Toronto these days is a spiky city: New highrise towers poke up from a steady plain of houses. Now the whole landscape might be about to change. On Wednesday City Council passed a new policy that allows “multiplexes” – four units, in three storeys, on one lot – across the entire city.
It is a historic change. Toronto has reversed a 70-year trend in its planning and decided to make room for more people in more places.
But the question remains: Is this the end, or just the beginning of much larger shifts?
For half a century, apartment buildings have been illegal across most of Toronto. Even four-unit apartments were largely banned on side streets. These planning policies built on a century-long history of classism and xenophobia. Somehow, for decades, city planning continued to be shaped by the vague idea that apartments brought the wrong sort of people.
Now, the city’s plan allows “multiplexes” with up to four units on any lot – plus an additional laneway house or garden suite in some cases. Regulations about the size and location of buildings have also been loosened, so that there are no regulatory tripwires.
Council voted 18-7 to implement this plan. The debate was calm, if you ignored the yelling of a few minor figures and the droning of second-generation city councillor Stephen Holyday, whose words seemed to have been beamed in from 1956.
The winning coalition included all the downtown representatives – including some, such as Gord Perks, who have been suspicious of market housing – and a bloc of young suburban councillors. Scarborough representative Jamaal Myers pushed for his ward to allow six units per lot. The pro-housing coalition is young and growing.

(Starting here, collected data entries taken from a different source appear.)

//! Step inference — recovers the wizard position from persisted data.
//!
//! Stored step counters go stale (older clients, interrupted writes), so the
//! controller reconciles the counter against what the data actually supports
//! once at load time. Pure functions, no IO.

use crate::onboarding::model::SetupRecord;
use crate::onboarding::rules::username_length_ok;
use crate::onboarding::step::SetupStep;

/// Infer the step purely from field completeness.
///
/// Precedence order, first match wins. Contact is never inferred: all its
/// fields are optional, so data alone cannot distinguish "on the contact
/// step" from "past it" — only a stored counter can place a user there.
pub fn infer_step(record: &SetupRecord) -> SetupStep {
    if !record.has_basic_info() {
        return SetupStep::BasicInfo;
    }
    if !username_length_ok(&record.username) {
        return SetupStep::Identifier;
    }
    if !record.has_valid_service() {
        return SetupStep::Services;
    }
    SetupStep::Preview
}

/// Reconcile a stored step counter with the data.
///
/// The stored counter is authoritative while it stays at or behind what the
/// data supports (the user may have navigated backward). A counter ahead of
/// the inferred step implies prerequisites the data contradicts, so it is
/// clamped back to the inferred step.
pub fn reconcile(stored: Option<SetupStep>, record: &SetupRecord) -> SetupStep {
    let inferred = infer_step(record);
    match stored {
        Some(step) if step <= inferred => step,
        _ => inferred,
    }
}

What a change eight years makes. In 2015, Toronto planners tightened up neighbourhood rules to further restrict apartments, and nobody on council seemed to notice. Soon thereafter, city planning became the subject of fierce political debate. Cities across the U.S., as well as Vancouver and Edmonton, took steps to allow at least small buildings in existing neighbourhoods. In Toronto, there were calls to open up the sea of houses, which planner Gil Meslin dubbed “the Yellowbelt,” that covers half of Toronto. I co-edited a book on this theme in 2019.

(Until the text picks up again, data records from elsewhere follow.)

//! Database configuration module.
//!
//! This module handles `SQLite` database connection and table creation using `SeaORM`.
//! Fact tables and the rollup bookkeeping table are generated from the entity
//! definitions with `Schema::create_table_from_entity`, so the schema always matches the
//! Rust structs. Materialized rollup tables are not created here; the materialization
//! engine owns their lifecycle.

use crate::entities::{
    Customer, Order, OrderColumn, OrderItem, OrderItemColumn, Product, ProductColumn, RollupState,
};
use crate::errors::Result;
use sea_orm::sea_query::{Index, IndexCreateStatement};
use sea_orm::{ConnectionTrait, Database, DatabaseConnection, EntityTrait, Schema};
use tracing::{debug, info};

const DEFAULT_DATABASE_URL: &str = "sqlite://data/sales_analytics.sqlite?mode=rwc";

/// Gets the database URL from environment variable or returns default `SQLite` path.
///
/// This function looks for `DATABASE_URL` in the environment and falls back to
/// a default local `SQLite` file if not found.
#[must_use]
pub fn get_database_url() -> String {
    std::env::var("DATABASE_URL").unwrap_or_else(|_| DEFAULT_DATABASE_URL.to_string())
}

/// Establishes a connection to the database named by `DATABASE_URL`.
///
/// An unreachable store surfaces as `Error::ConnectivityFailure`.
pub async fn create_connection() -> Result<DatabaseConnection> {
    connect(&get_database_url()).await
}

/// Establishes a connection to the given database URL.
pub async fn connect(database_url: &str) -> Result<DatabaseConnection> {
    debug!("Connecting to database at {}", database_url);
    Database::connect(database_url).await.map_err(Into::into)
}

/// Creates a table for `entity` unless it already exists.
pub(crate) async fn create_table_if_missing<C, E>(db: &C, entity: E) -> Result<()>
where
    C: ConnectionTrait,
    E: EntityTrait,
{
    let builder = db.get_database_backend();
    let schema = Schema::new(builder);
    let mut table = schema.create_table_from_entity(entity);
    table.if_not_exists();
    db.execute(builder.build(&table)).await?;
    Ok(())
}

fn fact_indexes() -> Vec<IndexCreateStatement> {
    vec![
        Index::create()
            .if_not_exists()
            .name("idx_orders_date")
            .table(Order)
            .col(OrderColumn::OrderDate)
            .to_owned(),
        Index::create()
            .if_not_exists()
            .name("idx_orders_customer_id")
            .table(Order)
            .col(OrderColumn::CustomerId)
            .to_owned(),
        Index::create()
            .if_not_exists()
            .name("idx_orders_status")
            .table(Order)
            .col(OrderColumn::Status)
            .to_owned(),
        Index::create()
            .if_not_exists()
            .name("idx_order_items_order_id")
            .table(OrderItem)
            .col(OrderItemColumn::OrderId)
            .to_owned(),
        Index::create()
            .if_not_exists()
            .name("idx_order_items_product_id")
            .table(OrderItem)
            .col(OrderItemColumn::ProductId)
            .to_owned(),
        Index::create()
            .if_not_exists()
            .name("idx_products_category")
            .table(Product)
            .col(ProductColumn::Category)
            .to_owned(),
    ]
}

/// Creates the fact tables, their lookup indexes and the rollup state table.
///
/// Safe to call on every startup: every statement is `IF NOT EXISTS`.
pub async fn create_tables(db: &DatabaseConnection) -> Result<()> {
    create_table_if_missing(db, Customer).await?;
    create_table_if_missing(db, Product).await?;
    create_table_if_missing(db, Order).await?;
    create_table_if_missing(db, OrderItem).await?;
    create_table_if_missing(db, RollupState).await?;

    let builder = db.get_database_backend();
    for index in fact_indexes() {
        db.execute(builder.build(&index)).await?;
    }

    info!("Fact store tables and indexes ensured.");
    Ok(())
}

The pro-housing advocacy group More Neighbours, which didn’t exist five years ago, has been relentless and effective in communicating that young people and new arrivals need places to live.
Toronto politicians and planners have gotten the message. City Planning, led by veteran Gregg Lintern, has decisively changed direction. They deserve credit.
Last fall, Ontario’s Bill 23 required cities to allow a minimum of three units per lot. The new Toronto policy is intended to comply and to make such buildings actually make economic sense. Toronto has decided to lead the way.
However, more work remains to be done. At council, Mr. Lintern acknowledged that multiplexes are “not a panacea.” How many people will choose to convert their house into four apartments? How many entrepreneurs will tear down a house and do the same? Mr. Lintern told council that the profitability of such projects will be “tight, tight.” It’s safe to assume that this will generate a trickle of new homes.
And the tide is going the other way. The city has a huge shortage of housing of all kinds. And about half of all Toronto census districts actually lost people between 2016 and 2021. Many areas dominated by houses, from the Annex to North Scarborough, have fewer people than they did half a century ago. Apartments are being converted to single-family houses. Homeowners have fewer children and more money. Each person takes up more space.
What’s needed is much larger change. Toronto needs to legalize apartment buildings, period. Every block in the city should be able to see buildings of a larger scale on smaller lots. Maybe the next wave is seven- or eight-storey buildings, like the non-descript slabs that went up in older neighbourhoods in the 1960s. Maybe it is “stacked townhouses” with 30 or 40 apartments on a couple of suburban lots. Perhaps both.
But the next increment must be larger; it must make economic sense; it must work at scale. Only by growing much more quickly, making room for as many people as possible, can Toronto continue to be a diverse and welcoming place. The city has embraced small change. Now it needs to go big.